Il n’est donc pas certain que la stratégie de violence prônée par le Hamas puisse aujourd’hui faire des adeptes parce que les Etats-Unis ont démontré que les terroristes seront poursuivis là où ils se trouvent et que les occidentaux n’auront de cesse que de les éliminer. L’idéologie du Hamas et de ses alliés, les Frères musulmans, ainsi que celle d’Al-Qaeda semblent avoir souffert des soulèvements arabes dans des pays qui ne veulent pas tomber d’une dictature militaire à une dictature religieuse. L’idée que l’on peut frapper impunément l’occident semble dépassée et elle devrait ainsi laisser place à un débat d’idées. La mort de Ben Laden devrait amener le Hamas à plus de pragmatisme sachant qu’aucune action d’envergure n’a été revendiquée par Al-Qaeda depuis les soulèvements arabes.  Martin Indyk, ancien secrétaire d'Etat adjoint pour le Proche-Orient, estime que la disparition du leader a infligé une « blessure corporelle au mouvement au moment même où le printemps arabe sapait ses fondements idéologiques. »
La défaite d’Al-Qaeda, consécutive à l’élimination de Ben Laden, pourrait amener les palestiniens à réviser leur position vis-à-vis des négociations avec les israéliens et leur réunification devrait les inciter à tracer les contours d’un projet commun qui sera proposé lors des pourparlers de paix sous l’égide du Quartet. Ils ne sont pas dupes puisque la déclaration unilatérale d’indépendance n’a aucune chance d’être adoptée par les Grands, les Etats-Unis et l’Allemagne s’y opposant fermement. Elle aurait des difficultés d’application  dans une zone morcelée sous contrôle militaire israélien.

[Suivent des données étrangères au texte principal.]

//! The section choreographer
//!
//! One choreographer per mounted section. It owns every animation and
//! scroll binding the section creates, wires entrance animations to the
//! section's trigger edges, and guarantees exhaustive release when the
//! section unmounts - release is idempotent and also runs on drop, so a
//! dropped choreographer can never leak a timer or a callback.
//!
//! Entrance groups stagger in document order (the order of the `elements`
//! slice); across groups, the tie-break for triggers firing in the same
//! update is registration order, which the observer preserves.

use std::sync::{Arc, Mutex};

use smallvec::SmallVec;
use verve_animation::{AnimatedKeyframe, SchedulerHandle};
use verve_scroll::{ScrollTrigger, SharedScrollObserver, TriggerEvent, TriggerId};

use crate::descriptor::AnimationDescriptor;
use crate::section::{ElementHandle, Section};

/// One entrance group: the per-element animations driven by one trigger
struct EntranceGroup {
    elements: Vec<ElementHandle>,
    animations: Arc<Vec<AnimatedKeyframe>>,
}

/// One continuous (yoyo) animation bound to a single element
struct ContinuousBinding {
    element: ElementHandle,
    animation: AnimatedKeyframe,
}

/// Orchestrates one section's scroll-synchronized animations
pub struct SectionChoreographer {
    section: Section,
    scheduler: SchedulerHandle,
    observer: SharedScrollObserver,
    entrances: Vec<EntranceGroup>,
    continuous: Vec<ContinuousBinding>,
    triggers: SmallVec<[TriggerId; 8]>,
    /// Monotonic counter so binding keys stay stable across remounts
    group_serial: usize,
    released: bool,
}

impl SectionChoreographer {
    pub fn new(
        section: Section,
        scheduler: SchedulerHandle,
        observer: SharedScrollObserver,
    ) -> Self {
        Self {
            section,
            scheduler,
            observer,
            entrances: Vec::new(),
            continuous: Vec::new(),
            triggers: SmallVec::new(),
            group_serial: 0,
            released: false,
        }
    }

    pub fn section(&self) -> &Section {
        &self.section
    }

    /// Wire an entrance animation for `elements` to `trigger`
    ///
    /// Plays forward when the trigger is entered and reverses when it is
    /// exited; replayable on every re-entry. Elements stagger in slice
    /// order using the descriptor's stagger increment.
    ///
    /// If any element is not yet mounted the whole call is skipped
    /// silently - the next render pass registers again.
    pub fn register_entrance(
        &mut self,
        elements: &[ElementHandle],
        descriptor: &AnimationDescriptor,
        trigger: ScrollTrigger,
    ) {
        if self.released {
            return;
        }

        if elements.is_empty() {
            return;
        }

        if let Some(missing) = elements.iter().find(|e| !e.is_mounted()) {
            tracing::debug!(
                section = %self.section.id,
                element = %missing.name(),
                "entrance target not mounted; skipping registration"
            );
            return;
        }

        let animations: Arc<Vec<AnimatedKeyframe>> = Arc::new(
            (0..elements.len())
                .map(|i| AnimatedKeyframe::register(self.scheduler.clone(), descriptor.compile(i)))
                .collect(),
        );

        // Elements start from the descriptor's initial state, not neutral
        for element in elements {
            element.set_props(*descriptor.from());
        }

        let key = format!("{}#{}", self.section.id, self.group_serial);
        self.group_serial += 1;

        let group_animations = Arc::clone(&animations);
        let trigger_id = self.observer.lock().unwrap().observe(key, trigger, move |event| {
            for animation in group_animations.iter() {
                match event {
                    TriggerEvent::Enter => animation.play_forward(),
                    TriggerEvent::Exit => animation.play_reverse(),
                }
            }
        });
        self.triggers.push(trigger_id);

        self.entrances.push(EntranceGroup {
            elements: elements.to_vec(),
            animations,
        });
    }

    /// Start an infinite alternating animation on `element` immediately
    ///
    /// No scroll dependency; runs until the choreographer is released.
    /// An unmounted element is skipped silently.
    pub fn register_continuous(&mut self, element: &ElementHandle, descriptor: &AnimationDescriptor) {
        if self.released {
            return;
        }

        if !element.is_mounted() {
            tracing::debug!(
                section = %self.section.id,
                element = %element.name(),
                "continuous target not mounted; skipping registration"
            );
            return;
        }

        // Continuous effects are yoyo by definition
        let compiled = descriptor.clone().with_yoyo().compile(0);
        let animation = AnimatedKeyframe::register(self.scheduler.clone(), compiled);
        animation.start();

        self.continuous.push(ContinuousBinding {
            element: element.clone(),
            animation,
        });
    }

    /// Subscribe `on_progress` to scrub progress over this section's range
    ///
    /// Invoked with progress in [0, 1] on every scroll update while the
    /// section is on screen.
    pub fn bind_scroll_progress<F>(&mut self, on_progress: F)
    where
        F: FnMut(f32) + Send + 'static,
    {
        if self.released {
            return;
        }

        let key = format!("{}#{}", self.section.id, self.group_serial);
        self.group_serial += 1;

        let trigger_id =
            self.observer
                .lock()
                .unwrap()
                .observe_progress(key, self.section.trigger(), on_progress);
        self.triggers.push(trigger_id);
    }

    /// Write sampled animation output back to the section's elements
    ///
    /// Called once per frame after the scheduler advances. Elements that
    /// were unmounted mid-flight are skipped silently.
    pub fn update(&mut self) {
        for group in &self.entrances {
            for (element, animation) in group.elements.iter().zip(group.animations.iter()) {
                if !element.is_mounted() {
                    continue;
                }
                if let Some(props) = animation.props() {
                    element.set_props(props);
                }
            }
        }

        for binding in &self.continuous {
            if !binding.element.is_mounted() {
                continue;
            }
            if let Some(props) = binding.animation.props() {
                binding.element.set_props(props);
            }
        }
    }

    /// Cancel every animation and scroll binding this choreographer created
    ///
    /// Idempotent; also runs on drop.
    pub fn release(&mut self) {
        if self.released {
            return;
        }
        self.released = true;

        if let Ok(mut observer) = self.observer.lock() {
            for id in self.triggers.drain(..) {
                observer.release(id);
            }
        }

        // Dropping the wrappers deregisters their animations
        self.entrances.clear();
        self.continuous.clear();

        tracing::debug!(section = %self.section.id, "choreography released");
    }
}

impl Drop for SectionChoreographer {
    fn drop(&mut self) {
        self.release();
    }
}

/// Observer handle helper for app wiring
pub fn shared_observer() -> SharedScrollObserver {
    Arc::new(Mutex::new(verve_scroll::ScrollObserver::new()))
}

#[cfg(test)]
mod tests {
    use super::*;
    use verve_animation::AnimationScheduler;
    use verve_core::Rect;
    use verve_scroll::Viewport;

    fn viewport_at(scroll_y: f32) -> Viewport {
        let mut vp = Viewport::new(1280.0, 720.0, 5000.0);
        vp.set_scroll(scroll_y);
        vp
    }

    fn projects_section() -> Section {
        Section::new("projects", Rect::new(0.0, 2000.0, 1280.0, 900.0))
            .child(ElementHandle::mounted("card-1"))
            .child(ElementHandle::mounted("card-2"))
            .child(ElementHandle::mounted("card-3"))
    }

    #[test]
    fn test_mount_unmount_leaves_nothing() {
        let scheduler = AnimationScheduler::new();
        let observer = shared_observer();
        let section = projects_section();
        let elements = section.children.clone();

        {
            let mut choreo =
                SectionChoreographer::new(section, scheduler.handle(), Arc::clone(&observer));
            choreo.register_entrance(
                &elements,
                &AnimationDescriptor::scale_in(600).with_stagger(200),
                choreo.section().trigger(),
            );
            choreo.register_continuous(&elements[0], &AnimationDescriptor::pulse(2000, 1.05));
            choreo.bind_scroll_progress(|_| {});

            assert!(scheduler.registration_count() > 0);
            assert!(observer.lock().unwrap().binding_count() > 0);
        }

        // Dropped without an explicit release() call
        assert_eq!(scheduler.registration_count(), 0);
        assert_eq!(observer.lock().unwrap().binding_count(), 0);
        assert!(!scheduler.has_active_animations());
    }

    #[test]
    fn test_release_is_idempotent() {
        let scheduler = AnimationScheduler::new();
        let observer = shared_observer();
        let section = projects_section();
        let elements = section.children.clone();

        let mut choreo =
            SectionChoreographer::new(section, scheduler.handle(), Arc::clone(&observer));
        choreo.register_entrance(
            &elements,
            &AnimationDescriptor::scale_in(600),
            choreo.section().trigger(),
        );

        choreo.release();
        choreo.release();
        assert_eq!(scheduler.registration_count(), 0);

        // Registration after release is refused
        choreo.register_entrance(
            &elements,
            &AnimationDescriptor::scale_in(600),
            Section::new("projects", Rect::new(0.0, 2000.0, 1280.0, 900.0)).trigger(),
        );
        assert_eq!(scheduler.registration_count(), 0);
    }

    #[test]
    fn test_unmounted_element_skips_group() {
        let scheduler = AnimationScheduler::new();
        let observer = shared_observer();
        let section = Section::new("about", Rect::new(0.0, 1000.0, 1280.0, 700.0))
            .child(ElementHandle::mounted("text"))
            .child(ElementHandle::unmounted("image"));
        let elements = section.children.clone();

        let mut choreo =
            SectionChoreographer::new(section, scheduler.handle(), Arc::clone(&observer));
        choreo.register_entrance(
            &elements,
            &AnimationDescriptor::fade_up(800, 50.0),
            choreo.section().trigger(),
        );

        // Whole call skipped: no animations, no trigger
        assert_eq!(scheduler.registration_count(), 0);
        assert_eq!(observer.lock().unwrap().binding_count(), 0);

        // Re-render mounts the element; the retry registers
        elements[1].set_mounted(true);
        choreo.register_entrance(
            &elements,
            &AnimationDescriptor::fade_up(800, 50.0),
            choreo.section().trigger(),
        );
        assert_eq!(scheduler.keyframe_count(), 2);
    }

    #[test]
    fn test_entrance_replays_and_settles_visible() {
        let scheduler = AnimationScheduler::new();
        let observer = shared_observer();
        let section = projects_section();
        let elements = section.children.clone();

        let mut choreo =
            SectionChoreographer::new(section, scheduler.handle(), Arc::clone(&observer));
        choreo.register_entrance(
            &elements,
            &AnimationDescriptor::scale_in(600).with_stagger(200),
            choreo.section().trigger(),
        );

        // Before anything happens, elements hold the descriptor's from state
        assert_eq!(elements[0].props().opacity, 0.0);

        // Scroll into the trigger zone and let everything settle
        observer.lock().unwrap().update(&viewport_at(1600.0));
        for _ in 0..200 {
            scheduler.advance(1.0 / 60.0);
        }
        choreo.update();
        for element in &elements {
            assert!((element.props().opacity - 1.0).abs() < 1e-4);
            assert!((element.props().scale - 1.0).abs() < 1e-4);
        }

        // Scroll out: reverse partway, then back in before it finishes
        observer.lock().unwrap().update(&viewport_at(0.0));
        for _ in 0..10 {
            scheduler.advance(1.0 / 60.0);
        }
        choreo.update();
        let partial = elements[0].props().opacity;
        assert!(partial < 1.0);

        observer.lock().unwrap().update(&viewport_at(1600.0));
        for _ in 0..400 {
            scheduler.advance(1.0 / 60.0);
        }
        choreo.update();

        // The settled state is always the fully-visible end state
        for element in &elements {
            assert!((element.props().opacity - 1.0).abs() < 1e-4);
        }
    }

    #[test]
    fn test_stagger_follows_document_order() {
        let scheduler = AnimationScheduler::new();
        let observer = shared_observer();
        let section = projects_section();
        let elements = section.children.clone();

        let mut choreo =
            SectionChoreographer::new(section, scheduler.handle(), Arc::clone(&observer));
        choreo.register_entrance(
            &elements,
            &AnimationDescriptor::scale_in(600).with_stagger(200),
            choreo.section().trigger(),
        );

        observer.lock().unwrap().update(&viewport_at(1600.0));
        // 300ms in: card 1 is animating, card 2 just started, card 3 still waiting
        for _ in 0..18 {
            scheduler.advance(1.0 / 60.0);
        }
        choreo.update();

        let opacities: Vec<f32> = elements.iter().map(|e| e.props().opacity).collect();
        assert!(opacities[0] > opacities[1]);
        assert!(opacities[1] >= opacities[2]);
        assert_eq!(opacities[2], 0.0);
    }

    #[test]
    fn test_continuous_runs_without_scroll() {
        let scheduler = AnimationScheduler::new();
        let observer = shared_observer();
        let section = projects_section();
        let element = section.children[0].clone();

        let mut choreo =
            SectionChoreographer::new(section, scheduler.handle(), Arc::clone(&observer));
        choreo.register_continuous(&element, &AnimationDescriptor::pulse(2000, 1.05));

        // No observer update at all - the pulse still animates
        for _ in 0..120 {
            scheduler.advance(1.0 / 60.0);
        }
        choreo.update();
        assert!(element.props().scale > 1.0);
        assert!(scheduler.has_active_animations());
    }

    #[test]
    fn test_scroll_progress_binding() {
        let scheduler = AnimationScheduler::new();
        let observer = shared_observer();
        let section = Section::new("blobs", Rect::new(0.0, 0.0, 1280.0, 5000.0));

        let progress = Arc::new(Mutex::new(0.0f32));
        let sink = Arc::clone(&progress);

        let mut choreo =
            SectionChoreographer::new(section, scheduler.handle(), Arc::clone(&observer));
        choreo.bind_scroll_progress(move |p| *sink.lock().unwrap() = p);

        observer.lock().unwrap().update(&viewport_at(2140.0));
        assert!((*progress.lock().unwrap() - 0.5).abs() < 1e-3);
    }
}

L’idée que la violence et le terrorisme pourraient permettre aux palestiniens de recouvrer leurs droits semble dépassée et l’avenir du conflit israélo-arabe passe par la marginalisation des extrémistes arabes car selon Houry : « Ce que les Arabes veulent, c'est ce pour quoi ils se battent en ce moment même, c'est-à-dire les droits de l'homme, la dignité et des gouvernements démocratiques ». Mais le Hamas ne semble pas aller dans ce sens puisqu'il a autorisé à Gaza une manifestation de salafistes contre l'assassinat du chef d'Al-Qaeda alors que lui-même s'était élevé contre l'élimination de Ben Laden. Les réflexes semblent donc les mêmes malgré une évolution notable de la situation.

 Les israéliens, quant à eux, se satisfont de la stagnation de la situation et seule une initiative pacifique et originale  du peuple palestinien réunifié pourrait les contraindre à comprendre que la donne a changé.